A questionnaire, or social survey, is a popular research method that consists of a list of questions. If administered directly by the researcher to the subject in person then this is the same as a structured interview, however, questionnaires can also be completed independently (self-completion questionnaires) and therefore administered in bulk through the post or electronically, for example. The method can use closed or open questions or indeed a mixture of the two, depending on what sort data is desired and how the researcher intends to analyse it.

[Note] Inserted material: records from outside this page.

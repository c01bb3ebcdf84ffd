/// Crate-wide result alias.
pub type JigglyResult<T> = Result<T, JigglyError>;

/// Errors surfaced at the crate boundary (configuration, rendering, sinks).
///
/// The outline engine itself never fails: malformed outline data and missing metrics degrade to
/// smaller or empty shapes instead.
#[derive(thiserror::Error, Debug)]
pub enum JigglyError {
    #[error("validation error: {0}")]
    Validation(String),

    #[error("render error: {0}")]
    Render(String),

    #[error("serialization error: {0}")]
    Serde(String),

    #[error(transparent)]
    Other(#[from] anyhow::Error),
}

impl JigglyError {
    pub fn validation(msg: impl Into<String>) -> Self {
        Self::Validation(msg.into())
    }

    pub fn render(msg: impl Into<String>) -> Self {
        Self::Render(msg.into())
    }

    pub fn serde(msg: impl Into<String>) -> Self {
        Self::Serde(msg.into())
    }
}
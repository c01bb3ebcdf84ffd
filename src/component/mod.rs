//! The animated text component: owns layout, pointer state, the driver and its observers.

mod props;

pub use props::JigglyTextProps;

use crate::animation::{
    AnimationDriver, FrameHandle, OutlineFrame, OutlineObserver, Scene, TickOutcome,
};
use crate::foundation::core::{Point, Rect, Viewport};
use crate::foundation::error::JigglyResult;
use crate::layout::{BaseOutlines, LEFT_MARGIN, TextLayout, TextMetrics, layout_text};
use crate::render::{SvgDocument, TextOverlay};

/// Jiggling text.
///
/// The host calls [`on_frame`](Self::on_frame) once per display refresh with the handle from
/// [`frame_handle`](Self::frame_handle), forwards pointer events, and paints
/// [`displayed_outline`](Self::displayed_outline) (or subscribes an observer) after each applied
/// update. All methods take the host's clock in milliseconds.
pub struct JigglyText {
    props: JigglyTextProps,
    metrics: Box<dyn TextMetrics>,
    layout: TextLayout,
    base: BaseOutlines,
    pointer: Option<Point>,
    driver: AnimationDriver,
    displayed: String,
    wave_origin_ms: f64,
    observers: Vec<Box<dyn OutlineObserver>>,
    ticks: u64,
}

impl std::fmt::Debug for JigglyText {
    fn fmt(&self, f: &mut std::fmt::Formatter<'_>) -> std::fmt::Result {
        f.debug_struct("JigglyText")
            .field("props", &self.props)
            .field("layout", &self.layout)
            .field("pointer", &self.pointer)
            .field("driver", &self.driver)
            .field("observers", &self.observers.len())
            .field("ticks", &self.ticks)
            .finish_non_exhaustive()
    }
}

impl JigglyText {
    /// Validate `props`, lay out the text and start the driver if there is anything to animate.
    pub fn new(
        props: JigglyTextProps,
        metrics: Box<dyn TextMetrics>,
        now_ms: f64,
    ) -> JigglyResult<Self> {
        props.validate()?;
        let driver = AnimationDriver::new(props.animation.clone());
        let mut this = Self {
            props,
            metrics,
            layout: TextLayout::unavailable(),
            base: BaseOutlines::default(),
            pointer: None,
            driver,
            displayed: String::new(),
            wave_origin_ms: now_ms,
            observers: Vec::new(),
            ticks: 0,
        };
        this.relayout(now_ms);
        this.driver.resume(this.layout.has_outline());
        Ok(this)
    }

    pub fn props(&self) -> &JigglyTextProps {
        &self.props
    }

    /// Apply new props.
    ///
    /// A change to text, font or font size recomputes the layout and resets the wave clock before
    /// the next tick. Any layout or animation change cancels the running loop before a new one is
    /// scheduled; paint-only changes leave the loop alone.
    pub fn set_props(&mut self, props: JigglyTextProps, now_ms: f64) -> JigglyResult<()> {
        props.validate()?;
        let relayout = self.props.layout_differs(&props);
        let reanimate = self.props.animation != props.animation;
        self.props = props;

        if relayout {
            self.driver.stop();
            self.relayout(now_ms);
        }
        if relayout || reanimate {
            self.driver
                .reconfigure(self.props.animation.clone(), self.layout.has_outline());
        }
        Ok(())
    }

    fn relayout(&mut self, now_ms: f64) {
        self.layout = layout_text(
            &self.props.text,
            &self.props.font,
            self.props.font_size,
            self.metrics.as_mut(),
        );
        self.base = self.layout.to_base();
        self.displayed = self.layout.full.clone();
        self.wave_origin_ms = now_ms;
        tracing::debug!(
            letters = self.layout.letters.len(),
            width = self.layout.text_width,
            "text laid out"
        );
    }

    /// Pointer moved to `screen`, with the rendered surface at `element` on screen.
    ///
    /// Ignored unless pointer interaction is enabled.
    pub fn pointer_move(&mut self, screen: Point, element: Rect) {
        if !self.props.animation.interacts_with_mouse {
            return;
        }
        if let Some(local) = self.layout.viewport.map_from_screen(screen, element) {
            self.pointer = Some(local);
        }
    }

    /// Pointer position in local coordinates.
    pub fn set_pointer_local(&mut self, local: Option<Point>) {
        self.pointer = local;
    }

    pub fn pointer_leave(&mut self) {
        self.pointer = None;
    }

    pub fn pointer(&self) -> Option<Point> {
        self.pointer
    }

    /// Handle the host must pass back to [`on_frame`](Self::on_frame), if a loop is scheduled.
    pub fn frame_handle(&self) -> Option<FrameHandle> {
        self.driver.handle()
    }

    /// Frame callback. Applied updates replace the displayed outline and are fanned out to every
    /// observer in subscription order; the first observer error is returned.
    pub fn on_frame(&mut self, handle: FrameHandle, now_ms: f64) -> JigglyResult<TickOutcome> {
        let scene = Scene {
            base: &self.base,
            pointer: self.pointer,
            elapsed_ms: now_ms - self.wave_origin_ms,
        };
        let outcome = self.driver.on_frame(handle, now_ms, &scene);
        if let TickOutcome::Applied(d) = &outcome {
            self.displayed.clone_from(d);
            self.ticks += 1;
            let frame = OutlineFrame {
                tick: self.ticks,
                time_ms: now_ms,
                outline: &self.displayed,
            };
            for observer in &mut self.observers {
                observer.on_outline(&frame)?;
            }
        }
        Ok(outcome)
    }

    /// Cancel the loop. Later callbacks report [`TickOutcome::Idle`].
    pub fn teardown(&mut self) {
        self.driver.stop();
        self.pointer = None;
    }

    pub fn is_running(&self) -> bool {
        self.driver.is_running()
    }

    pub fn displayed_outline(&self) -> &str {
        &self.displayed
    }

    pub fn layout(&self) -> &TextLayout {
        &self.layout
    }

    pub fn base(&self) -> &BaseOutlines {
        &self.base
    }

    pub fn viewport(&self) -> Viewport {
        self.layout.viewport
    }

    /// Number of applied updates so far.
    pub fn ticks(&self) -> u64 {
        self.ticks
    }

    pub fn subscribe(&mut self, observer: impl OutlineObserver + 'static) {
        self.observers.push(Box::new(observer));
    }

    /// Standalone SVG of the displayed outline with its selectable text overlay.
    pub fn to_svg(&self) -> String {
        SvgDocument::new(self.viewport(), &self.displayed, &self.props.paint)
            .with_overlay(TextOverlay {
                text: &self.props.text,
                font: &self.props.font,
                font_size: self.props.font_size,
                origin: Point::new(LEFT_MARGIN, self.layout.baseline),
            })
            .render()
    }
}

#[cfg(test)]
#[path = "../../tests/unit/component.rs"]
mod tests;
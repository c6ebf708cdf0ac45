use serde::{Deserialize, Serialize};

use crate::constants::{
    BOX_AREA_HEIGHT, BOX_AREA_WIDTH, FRAME_BOTTOM_Y, FRAME_TOP_Y, MAX_IMAGES_PER_ROW,
    TEMPLATE_WIDTH, VERTICAL_SHIFT_BOTTOM, VERTICAL_SHIFT_TOP,
};

/// Top-left pixel coordinate of one illustration.
#[derive(Clone, Copy, Debug, Default, PartialEq, Eq, Serialize, Deserialize)]
pub struct Position {
    pub x: i32,
    pub y: i32,
}

/// Axis-aligned box inside a card template where illustrations may go.
#[derive(Clone, Copy, Debug, Default, PartialEq, Eq, Serialize, Deserialize)]
pub struct Region {
    pub width: i32,
    pub height: i32,
    pub x: i32,
    pub y: i32,
}

impl Region {
    pub fn contains(&self, p: Position, size: i32) -> bool {
        p.x >= self.x
            && p.y >= self.y
            && p.x + size <= self.x + self.width
            && p.y + size <= self.y + self.height
    }
}

pub type Placement = Vec<Position>;

/// Operand bands of the front template: (top, bottom).
pub fn front_regions() -> (Region, Region) {
    let x = (TEMPLATE_WIDTH - BOX_AREA_WIDTH) / 2;
    let top = Region {
        width: BOX_AREA_WIDTH,
        height: BOX_AREA_HEIGHT,
        x,
        y: FRAME_TOP_Y + VERTICAL_SHIFT_TOP,
    };
    let bottom = Region {
        width: BOX_AREA_WIDTH,
        height: BOX_AREA_HEIGHT,
        x,
        y: FRAME_BOTTOM_Y + VERTICAL_SHIFT_BOTTOM - BOX_AREA_HEIGHT,
    };
    (top, bottom)
}

/// Square illustration edge shared by both operand bands.
///
/// Up to four per band the images grow to fill the widest row, capped at the
/// band height; past that both bands fall back to the fixed five-per-row size.
pub fn illustration_size(top_count: u32, bottom_count: u32, region: &Region) -> i32 {
    if top_count <= 4 && bottom_count <= 4 {
        let widest = top_count.max(bottom_count).max(1) as i32;
        (region.width / widest).min(region.height)
    } else {
        region.width / MAX_IMAGES_PER_ROW
    }
}

/// Positions for `count` square images of edge `size` inside `region`.
pub fn plan_placement(count: u32, region: &Region, size: i32) -> Placement {
    if count <= 4 {
        return row_positions(count, region, size, (region.height - size).div_euclid(2));
    }
    let top_row = count.div_ceil(2);
    let bottom_row = count / 2;
    let gap = (region.height - 2 * size).div_euclid(3);
    let mut out = row_positions(top_row, region, size, gap);
    out.extend(row_positions(bottom_row, region, size, 2 * gap + size));
    out
}

/// One row spread with equal margins, `offset_y` below the region top.
pub fn row_positions(count: u32, region: &Region, size: i32, offset_y: i32) -> Placement {
    let n = count as i32;
    let margin = (region.width - size * n).div_euclid(n + 1);
    (0..n)
        .map(|i| Position {
            x: region.x + margin * (i + 1) + size * i,
            y: region.y + offset_y,
        })
        .collect()
}
//! Deterministic card generation: operand pairs, asset assignment and the
//! card sentences.

use std::collections::HashMap;

use rand::seq::SliceRandom;
use rand::{Rng, SeedableRng};
use rand_chacha::ChaCha8Rng;

use crate::{Card, Difficulty, Operation, OperationKind};

pub const DEFAULT_SEED: u64 = 234;
pub const TOTAL_NUMBERS: u32 = 10;

const NUMBER_WORDS: [&str; 21] = [
    "zero", "one", "two", "three", "four", "five", "six", "seven", "eight", "nine", "ten", "eleven",
    "twelve", "thirteen", "fourteen", "fifteen", "sixteen", "seventeen", "eighteen", "nineteen",
    "twenty",
];

pub fn number_word(n: u32) -> String {
    NUMBER_WORDS
        .get(n as usize)
        .map(|w| w.to_string())
        .unwrap_or_else(|| n.to_string())
}

fn capitalize(s: &str) -> String {
    let mut chars = s.chars();
    match chars.next() {
        Some(c) => c.to_uppercase().chain(chars).collect(),
        None => String::new(),
    }
}

/// Addition grades the sum; subtraction looks at the first operand only.
pub fn determine_difficulty(num1: u32, num2: u32, kind: OperationKind) -> Difficulty {
    match kind {
        OperationKind::Addition => match num1 + num2 {
            2..=7 => Difficulty::Easy,
            8..=14 => Difficulty::Medium,
            _ => Difficulty::Hard,
        },
        OperationKind::Subtraction => match num1 {
            0..=5 => Difficulty::Easy,
            6..=8 => Difficulty::Medium,
            _ => Difficulty::Hard,
        },
    }
}

/// Every unordered pair of 1..=10. Addition pairs are shown in a random
/// order; subtraction always puts the larger operand first.
pub fn math_pairs(kind: OperationKind, rng: &mut ChaCha8Rng) -> Vec<(u32, u32)> {
    let mut pairs = Vec::new();
    for a in 1..=TOTAL_NUMBERS {
        for b in a..=TOTAL_NUMBERS {
            let pair = match kind {
                OperationKind::Addition if rng.gen_bool(0.5) => (a, b),
                OperationKind::Addition => (b, a),
                OperationKind::Subtraction => (b, a),
            };
            pairs.push(pair);
        }
    }
    pairs
}

/// Deals assets from a shuffled pile, reshuffling a fresh pile when it runs out.
pub fn assign_assets(count: usize, assets: &[String], rng: &mut ChaCha8Rng) -> Vec<String> {
    if assets.is_empty() {
        return Vec::new();
    }
    let mut pile: Vec<String> = Vec::new();
    let mut out = Vec::with_capacity(count);
    for _ in 0..count {
        if pile.is_empty() {
            pile = assets.to_vec();
            pile.shuffle(rng);
        }
        if let Some(asset) = pile.pop() {
            out.push(asset);
        }
    }
    out
}

/// Builds one card's texts. `plurals` is opaque input; missing entries fall
/// back to `name + "s"`.
pub fn card_for(
    index: u32,
    num1: u32,
    num2: u32,
    asset: &str,
    kind: OperationKind,
    plurals: &HashMap<String, String>,
) -> Card {
    let operator = kind.operator();
    let answer = match kind {
        OperationKind::Addition => num1 + num2,
        OperationKind::Subtraction => num1.saturating_sub(num2),
    };
    let plural = plurals
        .get(asset)
        .cloned()
        .unwrap_or_else(|| format!("{asset}s"));
    let item = |n: u32| if n == 1 { asset } else { plural.as_str() };

    let front_text = format!("How many {plural} are there now?");
    let rear_text = format!(
        "{} {} {} {} {} equals {} {}.",
        capitalize(&number_word(num1)),
        item(num1),
        operator.keyword(),
        number_word(num2),
        item(num2),
        number_word(answer),
        item(answer)
    );
    let operation = Operation {
        top: num1,
        operator,
        bottom: num2,
        result: answer,
    };
    Card {
        index,
        difficulty: determine_difficulty(num1, num2, kind),
        front_text,
        rear_text,
        operation: operation.to_string(),
        image: asset.to_string(),
    }
}

/// The whole deck for one operation, numbered from 1.
pub fn generate_cards(
    kind: OperationKind,
    assets: &[String],
    plurals: &HashMap<String, String>,
    seed: u64,
) -> Vec<Card> {
    let mut rng = ChaCha8Rng::seed_from_u64(seed);
    let pairs = math_pairs(kind, &mut rng);
    let mut rng = ChaCha8Rng::seed_from_u64(seed);
    let dealt = assign_assets(pairs.len(), assets, &mut rng);
    pairs
        .into_iter()
        .zip(dealt)
        .enumerate()
        .map(|(i, ((n1, n2), asset))| card_for(i as u32 + 1, n1, n2, &asset, kind, plurals))
        .collect()
}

Advantages of questionnaires include the ability to access a large sample and, if using largely closed questions, the ability to generate a large amount of quantitative data that can be analysed easily. Of course, for the data to be analysed easily, the questionnaire needs to have been well designed (this can be tested with a pilot study). It is also possible to achieve some triangulation with this method without having to combine with other methods, because using a mixture of open and closed questions can provide a combination of quantitative and qualitative data (although the latter can be more difficult to analyse). This method is usually considered to be reliable because everyone is responding to the same questions, although this is less true if the questions are open as everyone might interpret them differently.
Disadvantages of this method include the danger of a poor response rate if the survey is not administered in person. Also, even though they might produce some qualitative data, they are generally considered to produce data that is not especially valid as there is unlikely to be significant detail or opportunities for verstehen.